Cash stopped by yesterday with coffee and wanting to play, but I politely declined. I could see the worry in his eye that I was regressing, but I reassured him I just needed time. Time and distance while I get this all sorted out.

“You’re crazy.”

“He knows work comes first.”

“But maybe it shouldn’t,” Harper argues.

“Harper,” I warn, shaking my head at the conversation we’ve had dozens of times.

“Okay, okay, I’m done. Now listen, I’ll let you stay in your workaholic hole for the next few days, but once this line comes out, that’s it. You’re getting out and celebrating. I might make you take a whole month off. So enjoy your crazy little ways now.”

Before I can argue, she hangs up, and I put the phone down, staring at the half-written email on my screen.

What am I doing?

I exhale, the question I’ve always known how to answer now seeming like an enigma. I look around my condo, which is stuffed full of fashion items and fabrics and files. I’ve built this online empire. I’ve created this brand, this success—but what’s it all for? If, at the end of it all, I only have these emails, these files, and a silent condo, was it all worth it? The money, the public accolades—it’s all great, but isn’t there something more to all of this? Instantly, my mind goes to the one person who has stirred things up, who has made me wonder if, in fact, this life I’ve chosen is actually the right life for me.

Cash Creed.

I’ve spent my life priding myself on the fact that I don’t need anyone to lean on, that no one gets my full commitment. But what if I’ve had it all wrong? Would leaning on someone be so bad? Would leaning on Cash Creed, building a life with him, really take away from all of this? And even if it did, would that be such a bad thing?

I stand and trudge over to my window, staring out at the tourist town below. I think about all that’s happened to get me to this point, all of the decisions I’ve made. I think about that fourteen-year-old girl staring into the mirror and vowing to be nothing like her parents. But in this posh condo, all alone, with only money and business driving me, maybe I haven’t succeeded at that very goal. Maybe I’ve, in a roundabout way, turned into a version of them.

And that terrifies me.

Then again, is Cash Creed really the one who can change it all? Is he the one to put trust in? I’ve seen what happens when trust is violated in a relationship. When the player decides to play for keeps, is she really all that wise to choose another player, a man who is a self-proclaimed commitment-phobe?

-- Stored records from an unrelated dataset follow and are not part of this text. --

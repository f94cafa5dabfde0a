//! ProbeMap: open-addressing hash table with linear probing and
//! backward-shift deletion.
//!
//! All entries live in one flat slot array whose capacity is always a
//! power of two. A key's probe sequence starts at `hash & (capacity - 1)`
//! and scans forward with wraparound. Removal never leaves tombstones:
//! the cluster following the vacated slot is re-probed entry by entry
//! from each entry's own home index, so every live key stays reachable
//! from its own hash. The table doubles before an insert would reach
//! [`HIGH_LOAD`] and halves after a removal leaves it at or below
//! [`LOW_LOAD`], never dropping under [`MIN_CAPACITY`].

use core::borrow::Borrow;
use core::hash::{BuildHasher, Hash};
use core::mem;
use std::collections::hash_map::RandomState;

/// Smallest slot-array size; shrinking never goes below this.
pub const MIN_CAPACITY: usize = 16;

/// Grow (double and rehash) before an insert would reach this load factor.
pub const HIGH_LOAD: f64 = 0.75;

/// Shrink (halve and rehash) after a removal leaves the load at or below
/// this. Must stay strictly below [`HIGH_LOAD`].
pub const LOW_LOAD: f64 = 0.25;

#[derive(Debug)]
struct Slot<K, V> {
    key: K,
    value: V,
    hash: u64,
}

pub struct ProbeMap<K, V, S = RandomState> {
    hasher: S,
    slots: Vec<Option<Slot<K, V>>>,
    len: usize,
}

impl<K, V> ProbeMap<K, V>
where
    K: Eq + Hash,
{
    pub fn new() -> Self {
        Self::with_capacity(0)
    }

    /// Sizes the table so `hint` entries fit without resizing: capacity is
    /// the smallest power of two at or above `hint / HIGH_LOAD`, floored
    /// at [`MIN_CAPACITY`].
    pub fn with_capacity(hint: usize) -> Self {
        Self::with_capacity_and_hasher(hint, Default::default())
    }
}

impl<K, V> Default for ProbeMap<K, V>
where
    K: Eq + Hash,
{
    fn default() -> Self {
        Self::new()
    }
}

fn empty_slots<K, V>(capacity: usize) -> Vec<Option<Slot<K, V>>> {
    let mut slots = Vec::with_capacity(capacity);
    slots.resize_with(capacity, || None);
    slots
}

impl<K, V, S> ProbeMap<K, V, S>
where
    K: Eq + Hash,
    S: BuildHasher,
{
    pub fn with_hasher(hasher: S) -> Self {
        Self::with_capacity_and_hasher(0, hasher)
    }

    pub fn with_capacity_and_hasher(hint: usize, hasher: S) -> Self {
        let want = (hint as f64 / HIGH_LOAD).ceil() as usize;
        let mut capacity = MIN_CAPACITY;
        while capacity < want {
            capacity <<= 1;
        }
        ProbeMap {
            hasher,
            slots: empty_slots(capacity),
            len: 0,
        }
    }

    fn make_hash<Q>(&self, q: &Q) -> u64
    where
        Q: ?Sized + Hash,
    {
        self.hasher.hash_one(q)
    }

    pub fn len(&self) -> usize {
        self.len
    }

    pub fn is_empty(&self) -> bool {
        self.len == 0
    }

    /// Current slot-array size. Always a power of two, at least
    /// [`MIN_CAPACITY`], and sized so that `len / capacity` stays inside
    /// the configured load-factor band.
    pub fn capacity(&self) -> usize {
        self.slots.len()
    }

    /// Linear probe from the home index of `hash`: `Ok(index)` of the slot
    /// holding an equal key, or `Err(index)` of the first empty slot.
    /// Terminates because the load factor keeps at least one slot empty.
    fn probe<Q>(&self, hash: u64, q: &Q) -> Result<usize, usize>
    where
        K: Borrow<Q>,
        Q: ?Sized + Eq,
    {
        let mask = self.slots.len() - 1;
        let mut i = (hash as usize) & mask;
        loop {
            match &self.slots[i] {
                None => return Err(i),
                Some(slot) if slot.hash == hash && slot.key.borrow() == q => return Ok(i),
                Some(_) => i = (i + 1) & mask,
            }
        }
    }

    // First empty slot probing from the home index of `hash`. Used when
    // the key is known absent: rehashes and backward shifts.
    fn first_empty_from(&self, hash: u64) -> usize {
        let mask = self.slots.len() - 1;
        let mut i = (hash as usize) & mask;
        while self.slots[i].is_some() {
            i = (i + 1) & mask;
        }
        i
    }

    // Full rehash into a fresh slot array, placing every entry by its
    // stored hash. `K: Hash` is not consulted here.
    fn rehash_into(&mut self, new_capacity: usize) {
        debug_assert!(new_capacity.is_power_of_two());
        debug_assert!(new_capacity >= MIN_CAPACITY);
        let old = mem::replace(&mut self.slots, empty_slots(new_capacity));
        for slot in old.into_iter().flatten() {
            let i = self.first_empty_from(slot.hash);
            self.slots[i] = Some(slot);
        }
    }

    // Called before placing a new entry, so the entry being inserted also
    // lands in the enlarged table.
    fn grow_if_needed(&mut self) {
        if (self.len + 1) as f64 >= HIGH_LOAD * self.slots.len() as f64 {
            let capacity = self.slots.len() * 2;
            self.rehash_into(capacity);
        }
    }

    fn shrink_if_sparse(&mut self) {
        while self.slots.len() > MIN_CAPACITY
            && self.len as f64 <= LOW_LOAD * self.slots.len() as f64
        {
            let capacity = self.slots.len() / 2;
            self.rehash_into(capacity);
        }
    }

    pub fn get<Q>(&self, q: &Q) -> Option<&V>
    where
        K: Borrow<Q>,
        Q: ?Sized + Hash + Eq,
    {
        let hash = self.make_hash(q);
        match self.probe(hash, q) {
            Ok(i) => self.slots[i].as_ref().map(|slot| &slot.value),
            Err(_) => None,
        }
    }

    pub fn get_mut<Q>(&mut self, q: &Q) -> Option<&mut V>
    where
        K: Borrow<Q>,
        Q: ?Sized + Hash + Eq,
    {
        let hash = self.make_hash(q);
        match self.probe(hash, q) {
            Ok(i) => self.slots[i].as_mut().map(|slot| &mut slot.value),
            Err(_) => None,
        }
    }

    pub fn contains_key<Q>(&self, q: &Q) -> bool
    where
        K: Borrow<Q>,
        Q: ?Sized + Hash + Eq,
    {
        let hash = self.make_hash(q);
        self.probe(hash, q).is_ok()
    }

    /// Inserts `value` under `key`, returning the previous value if the
    /// key was already present.
    pub fn insert(&mut self, key: K, value: V) -> Option<V> {
        let hash = self.make_hash(&key);
        match self.probe(hash, &key) {
            Ok(i) => {
                // probe() only returns Ok for an occupied slot.
                let slot = self.slots[i].as_mut().unwrap();
                Some(mem::replace(&mut slot.value, value))
            }
            Err(_) => {
                self.grow_if_needed();
                let i = self.first_empty_from(hash);
                self.slots[i] = Some(Slot { key, value, hash });
                self.len += 1;
                None
            }
        }
    }

    /// Returns the value for `key`, inserting `default()` first if the key
    /// is absent. The closure runs only on a genuine insert.
    pub fn get_or_insert_with<F>(&mut self, key: K, default: F) -> &mut V
    where
        F: FnOnce() -> V,
    {
        let hash = self.make_hash(&key);
        let i = match self.probe(hash, &key) {
            Ok(i) => i,
            Err(_) => {
                self.grow_if_needed();
                let i = self.first_empty_from(hash);
                self.slots[i] = Some(Slot {
                    key,
                    value: default(),
                    hash,
                });
                self.len += 1;
                i
            }
        };
        match &mut self.slots[i] {
            Some(slot) => &mut slot.value,
            None => unreachable!("slot was just located or filled"),
        }
    }

    /// Removes `key` if present and returns its value.
    ///
    /// Uses backward-shift cleanup: after vacating the slot, every entry in
    /// the cluster that follows is lifted out and re-probed from its own
    /// home index, which lets it slide back into the gap (or an earlier
    /// hole opened by this walk). The walk stops at the first empty slot.
    pub fn remove<Q>(&mut self, q: &Q) -> Option<V>
    where
        K: Borrow<Q>,
        Q: ?Sized + Hash + Eq,
    {
        let hash = self.make_hash(q);
        let i = match self.probe(hash, q) {
            Ok(i) => i,
            Err(_) => return None,
        };
        let removed = self.slots[i].take()?;
        self.len -= 1;

        let mask = self.slots.len() - 1;
        let mut j = (i + 1) & mask;
        while let Some(slot) = self.slots[j].take() {
            let dst = self.first_empty_from(slot.hash);
            self.slots[dst] = Some(slot);
            j = (j + 1) & mask;
        }

        self.shrink_if_sparse();
        Some(removed.value)
    }

    /// Lazy iteration over all entries in arbitrary order.
    pub fn iter(&self) -> Iter<'_, K, V> {
        Iter {
            inner: self.slots.iter(),
        }
    }

    pub fn iter_mut(&mut self) -> IterMut<'_, K, V> {
        IterMut {
            inner: self.slots.iter_mut(),
        }
    }
}

/// Iterator over immutable entries in `ProbeMap`, in slot order.
pub struct Iter<'a, K, V> {
    inner: core::slice::Iter<'a, Option<Slot<K, V>>>,
}

impl<'a, K, V> Iterator for Iter<'a, K, V> {
    type Item = (&'a K, &'a V);

    #[inline]
    fn next(&mut self) -> Option<Self::Item> {
        for slot in self.inner.by_ref() {
            if let Some(slot) = slot {
                return Some((&slot.key, &slot.value));
            }
        }
        None
    }
}

/// Iterator over mutable entries in `ProbeMap`, in slot order.
pub struct IterMut<'a, K, V> {
    inner: core::slice::IterMut<'a, Option<Slot<K, V>>>,
}

impl<'a, K, V> Iterator for IterMut<'a, K, V> {
    type Item = (&'a K, &'a mut V);

    #[inline]
    fn next(&mut self) -> Option<Self::Item> {
        for slot in self.inner.by_ref() {
            if let Some(slot) = slot {
                return Some((&slot.key, &mut slot.value));
            }
        }
        None
    }
}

My head swirls with questions and confusions. How did things get so messy? How did I get to this point?

Monticello rubs my leg, startling me out of my self-deprecating stupor. I take a deep breath, glance around the apartment, and decide it’s time.

It’s time to try something new. If it doesn’t work out, well, I guess I’ll just have to pick myself back up. After all, I’ve learned how to stand on my own two feet. What’s the worst that can happen?